Saved data entries:
------
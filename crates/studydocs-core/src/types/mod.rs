// Copyright 2025 Fernando Borretti
//
// Licensed under the Apache License, Version 2.0 (the "License");
// you may not use this file except in compliance with the License.
// You may obtain a copy of the License at
//
//     http://www.apache.org/licenses/LICENSE-2.0
//
// Unless required by applicable law or agreed to in writing, software
// distributed under the License is distributed on an "AS IS" BASIS,
// WITHOUT WARRANTIES OR CONDITIONS OF ANY KIND, either express or implied.
// See the License for the specific language governing permissions and
// limitations under the License.

pub mod date;
pub mod flashcard;
pub mod progress;
pub mod timestamp;
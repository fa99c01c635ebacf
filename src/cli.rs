// Copyright 2025 Fernando Borretti
//
// Licensed under the Apache License, Version 2.0 (the "License");
// you may not use this file except in compliance with the License.
// You may obtain a copy of the License at
//
//     http://www.apache.org/licenses/LICENSE-2.0
//
// Unless required by applicable law or agreed to in writing, software
// distributed under the License is distributed on an "AS IS" BASIS,
// WITHOUT WARRANTIES OR CONDITIONS OF ANY KIND, either express or implied.
// See the License for the specific language governing permissions and
// limitations under the License.

use std::path::PathBuf;

use clap::Parser;
use studydocs_core::error::Fallible;

use crate::cmd::export::OutputOptions;
use crate::cmd::export::export_flashcards;
use crate::cmd::export::export_progress;

#[derive(Parser)]
#[command(version, about, long_about = None)]
enum Command {
    /// Export a flashcard set to PDF.
    Flashcards {
        /// Path to a JSON file: either `{"topic": ..., "flashcards": [...]}` or a bare array of cards.
        input: PathBuf,
        /// Topic shown in the document and used for the filename. Overrides the topic in the input file.
        #[arg(long)]
        topic: Option<String>,
        #[command(flatten)]
        output: OutputArgs,
    },
    /// Export a progress report to PDF.
    Progress {
        /// Path to the progress JSON file.
        progress: PathBuf,
        /// Optional path to the analytics JSON file with recent activity.
        #[arg(long)]
        analytics: Option<PathBuf>,
        #[command(flatten)]
        output: OutputArgs,
    },
}

#[derive(clap::Args)]
struct OutputArgs {
    /// Directory to write the PDF into. By default, the configured directory or the current working directory is used.
    #[arg(long)]
    output_dir: Option<PathBuf>,
    /// Path to a TOML configuration file.
    #[arg(long)]
    config: Option<PathBuf>,
    /// Open the written file with the default viewer.
    #[arg(long)]
    open: bool,
}

impl From<OutputArgs> for OutputOptions {
    fn from(args: OutputArgs) -> Self {
        OutputOptions {
            output_dir: args.output_dir,
            config: args.config,
        }
    }
}

pub async fn entrypoint() -> Fallible<()> {
    let cli: Command = Command::parse();
    let (path, open) = match cli {
        Command::Flashcards {
            input,
            topic,
            output,
        } => {
            let open = output.open;
            (export_flashcards(input, topic, output.into()).await?, open)
        }
        Command::Progress {
            progress,
            analytics,
            output,
        } => {
            let open = output.open;
            (export_progress(progress, analytics, output.into()).await?, open)
        }
    };
    println!("{}", path.display());
    if open {
        if let Err(e) = open::that(&path) {
            log::warn!("Failed to open {}: {e}", path.display());
        }
    }
    Ok(())
}
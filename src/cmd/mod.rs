// Copyright 2025 Fernando Borretti
//
// Licensed under the Apache License, Version 2.0 (the "License");
// you may not use this file except in compliance with the License.
// You may obtain a copy of the License at
//
//     http://www.apache.org/licenses/LICENSE-2.0
//
// Unless required by applicable law or agreed to in writing, software
// distributed under the License is distributed on an "AS IS" BASIS,
// WITHOUT WARRANTIES OR CONDITIONS OF ANY KIND, either express or implied.
// See the License for the specific language governing permissions and
// limitations under the License.

pub mod export;
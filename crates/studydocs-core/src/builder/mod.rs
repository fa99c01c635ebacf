// Copyright 2025 Fernando Borretti
//
// Licensed under the Apache License, Version 2.0 (the "License");
// you may not use this file except in compliance with the License.
// You may obtain a copy of the License at
//
//     http://www.apache.org/licenses/LICENSE-2.0
//
// Unless required by applicable law or agreed to in writing, software
// distributed under the License is distributed on an "AS IS" BASIS,
// WITHOUT WARRANTIES OR CONDITIONS OF ANY KIND, either express or implied.
// See the License for the specific language governing permissions and
// limitations under the License.

//! Document builders: each turns one kind of study data into a paginated
//! [`Document`](crate::canvas::Document).

pub mod flashcards;
pub mod progress;

pub use flashcards::build_flashcards;
pub use progress::build_progress;
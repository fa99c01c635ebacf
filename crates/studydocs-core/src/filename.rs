// Copyright 2025 Fernando Borretti
//
// Licensed under the Apache License, Version 2.0 (the "License");
// you may not use this file except in compliance with the License.
// You may obtain a copy of the License at
//
//     http://www.apache.org/licenses/LICENSE-2.0
//
// Unless required by applicable law or agreed to in writing, software
// distributed under the License is distributed on an "AS IS" BASIS,
// WITHOUT WARRANTIES OR CONDITIONS OF ANY KIND, either express or implied.
// See the License for the specific language governing permissions and
// limitations under the License.

use crate::types::timestamp::Timestamp;

/// Lower-case `text` and replace every run of non-alphanumeric characters
/// with a single underscore.
pub fn slugify(text: &str) -> String {
    let mut out = String::with_capacity(text.len());
    let mut in_run = false;
    for ch in text.chars().flat_map(char::to_lowercase) {
        if ch.is_ascii_alphanumeric() {
            out.push(ch);
            in_run = false;
        } else if !in_run {
            out.push('_');
            in_run = true;
        }
    }
    out
}

pub fn flashcards_filename(topic: &str) -> String {
    format!("{}_flashcards.pdf", slugify(topic))
}

/// Carries the epoch milliseconds so rapid repeated exports don't collide.
pub fn progress_filename(at: Timestamp) -> String {
    format!("progress-report-{}-{}.pdf", at.date(), at.epoch_millis())
}

/// Upper-case base-36 rendering of the epoch milliseconds.
pub fn report_id(at: Timestamp) -> String {
    to_base36(at.epoch_millis().unsigned_abs()).to_ascii_uppercase()
}

fn to_base36(mut n: u64) -> String {
    const DIGITS: &[u8; 36] = b"0123456789abcdefghijklmnopqrstuvwxyz";
    if n == 0 {
        return "0".to_string();
    }
    let mut buf = Vec::new();
    while n > 0 {
        buf.push(DIGITS[(n % 36) as usize]);
        n /= 36;
    }
    buf.reverse();
    String::from_utf8_lossy(&buf).into_owned()
}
------
Your goal:
Give the data back in full, matching it character for character.

Your solution:
filename crates/studydocs-core/src/types/mod.rs
// Copyright 2025 Fernando Borretti
//
// Licensed under the Apache License, Version 2.0 (the "License");
// you may not use this file except in compliance with the License.
// You may obtain a copy of the License at
//
//     http://www.apache.org/licenses/LICENSE-2.0
//
// Unless required by applicable law or agreed to in writing, software
// distributed under the License is distributed on an "AS IS" BASIS,
// WITHOUT WARRANTIES OR CONDITIONS OF ANY KIND, either express or implied.
// See the License for the specific language governing permissions and
// limitations under the License.

pub mod date;
pub mod flashcard;
pub mod progress;
pub mod timestamp;
repository fa99c01c635ebacf
filename src/cli.rs
// Copyright 2025 Fernando Borretti
//
// Licensed under the Apache License, Version 2.0 (the "License");
// you may not use this file except in compliance with the License.
// You may obtain a copy of the License at
//
//     http://www.apache.org/licenses/LICENSE-2.0
//
// Unless required by applicable law or agreed to in writing, software
// distributed under the License is distributed on an "AS IS" BASIS,
// WITHOUT WARRANTIES OR CONDITIONS OF ANY KIND, either express or implied.
// See the License for the specific language governing permissions and
// limitations under the License.

use std::path::PathBuf;

use clap::Parser;
use studydocs_core::error::Fallible;

use crate::cmd::export::OutputOptions;
use crate::cmd::export::export_flashcards;
use crate::cmd::export::export_progress;

#[derive(Parser)]
#[command(version, about, long_about = None)]
enum Command {
    /// Export a flashcard set to PDF.
    Flashcards {
        /// Path to a JSON file: either `{"topic": ..., "flashcards": [...]}` or a bare array of cards.
        input: PathBuf,
        /// Topic shown in the document and used for the filename. Overrides the topic in the input file.
        #[arg(long)]
        topic: Option<String>,
        #[command(flatten)]
        output: OutputArgs,
    },
    /// Export a progress report to PDF.
    Progress {
        /// Path to the progress JSON file.
        progress: PathBuf,
        /// Optional path to the analytics JSON file with recent activity.
        #[arg(long)]
        analytics: Option<PathBuf>,
        #[command(flatten)]
        output: OutputArgs,
    },
}

#[derive(clap::Args)]
struct OutputArgs {
    /// Directory to write the PDF into. By default, the configured directory or the current working directory is used.
    #[arg(long)]
    output_dir: Option<PathBuf>,
    /// Path to a TOML configuration file.
    #[arg(long)]
    config: Option<PathBuf>,
    /// Open the written file with the default viewer.
    #[arg(long)]
    open: bool,
}

impl From<OutputArgs> for OutputOptions {
    fn from(args: OutputArgs) -> Self {
        OutputOptions {
            output_dir: args.output_dir,
            config: args.config,
        }
    }
}

pub async fn entrypoint() -> Fallible<()> {
    let cli: Command = Command::parse();
    let (path, open) = match cli {
        Command::Flashcards {
            input,
            topic,
            output,
        } => {
            let open = output.open;
            (export_flashcards(input, topic, output.into()).await?, open)
        }
        Command::Progress {
            progress,
            analytics,
            output,
        } => {
            let open = output.open;
            (export_progress(progress, analytics, output.into()).await?, open)
        }
    };
    println!("{}", path.display());
    if open {
        if let Err(e) = open::that(&path) {
            log::warn!("Failed to open {}: {e}", path.display());
        }
    }
    Ok(())
}
filename src/cmd/mod.rs
// Copyright 2025 Fernando Borretti
//
// Licensed under the Apache License, Version 2.0 (the "License");
// you may not use this file except in compliance with the License.
// You may obtain a copy of the License at
//
//     http://www.apache.org/licenses/LICENSE-2.0
//
// Unless required by applicable law or agreed to in writing, software
// distributed under the License is distributed on an "AS IS" BASIS,
// WITHOUT WARRANTIES OR CONDITIONS OF ANY KIND, either express or implied.
// See the License for the specific language governing permissions and
// limitations under the License.

pub mod export;
filename crates/studydocs-core/src/builder/mod.rs
repository fa99c01c635ebacf
// Copyright 2025 Fernando Borretti
//
// Licensed under the Apache License, Version 2.0 (the "License");
// you may not use this file except in compliance with the License.
// You may obtain a copy of the License at
//
//     http://www.apache.org/licenses/LICENSE-2.0
//
// Unless required by applicable law or agreed to in writing, software
// distributed under the License is distributed on an "AS IS" BASIS,
// WITHOUT WARRANTIES OR CONDITIONS OF ANY KIND, either express or implied.
// See the License for the specific language governing permissions and
// limitations under the License.

//! Document builders: each turns one kind of study data into a paginated
//! [`Document`](crate::canvas::Document).

pub mod flashcards;
pub mod progress;

pub use flashcards::build_flashcards;
pub use progress::build_progress;
repository fa99c01c635ebacf
filename crates/studydocs-core/src/filename.rs
// Copyright 2025 Fernando Borretti
//
// Licensed under the Apache License, Version 2.0 (the "License");
// you may not use this file except in compliance with the License.
// You may obtain a copy of the License at
//
//     http://www.apache.org/licenses/LICENSE-2.0
//
// Unless required by applicable law or agreed to in writing, software
// distributed under the License is distributed on an "AS IS" BASIS,
// WITHOUT WARRANTIES OR CONDITIONS OF ANY KIND, either express or implied.
// See the License for the specific language governing permissions and
// limitations under the License.

use crate::types::timestamp::Timestamp;

/// Lower-case `text` and replace every run of non-alphanumeric characters
/// with a single underscore.
pub fn slugify(text: &str) -> String {
    let mut out = String::with_capacity(text.len());
    let mut in_run = false;
    for ch in text.chars().flat_map(char::to_lowercase) {
        if ch.is_ascii_alphanumeric() {
            out.push(ch);
            in_run = false;
        } else if !in_run {
            out.push('_');
            in_run = true;
        }
    }
    out
}

pub fn flashcards_filename(topic: &str) -> String {
    format!("{}_flashcards.pdf", slugify(topic))
}

/// Carries the epoch milliseconds so rapid repeated exports don't collide.
pub fn progress_filename(at: Timestamp) -> String {
    format!("progress-report-{}-{}.pdf", at.date(), at.epoch_millis())
}

/// Upper-case base-36 rendering of the epoch milliseconds.
pub fn report_id(at: Timestamp) -> String {
    to_base36(at.epoch_millis().unsigned_abs()).to_ascii_uppercase()
}

fn to_base36(mut n: u64) -> String {
    const DIGITS: &[u8; 36] = b"0123456789abcdefghijklmnopqrstuvwxyz";
    if n == 0 {
        return "0".to_string();
    }
    let mut buf = Vec::new();
    while n > 0 {
        buf.push(DIGITS[(n % 36) as usize]);
        n /= 36;
    }
    buf.reverse();
    String::from_utf8_lossy(&buf).into_owned()
}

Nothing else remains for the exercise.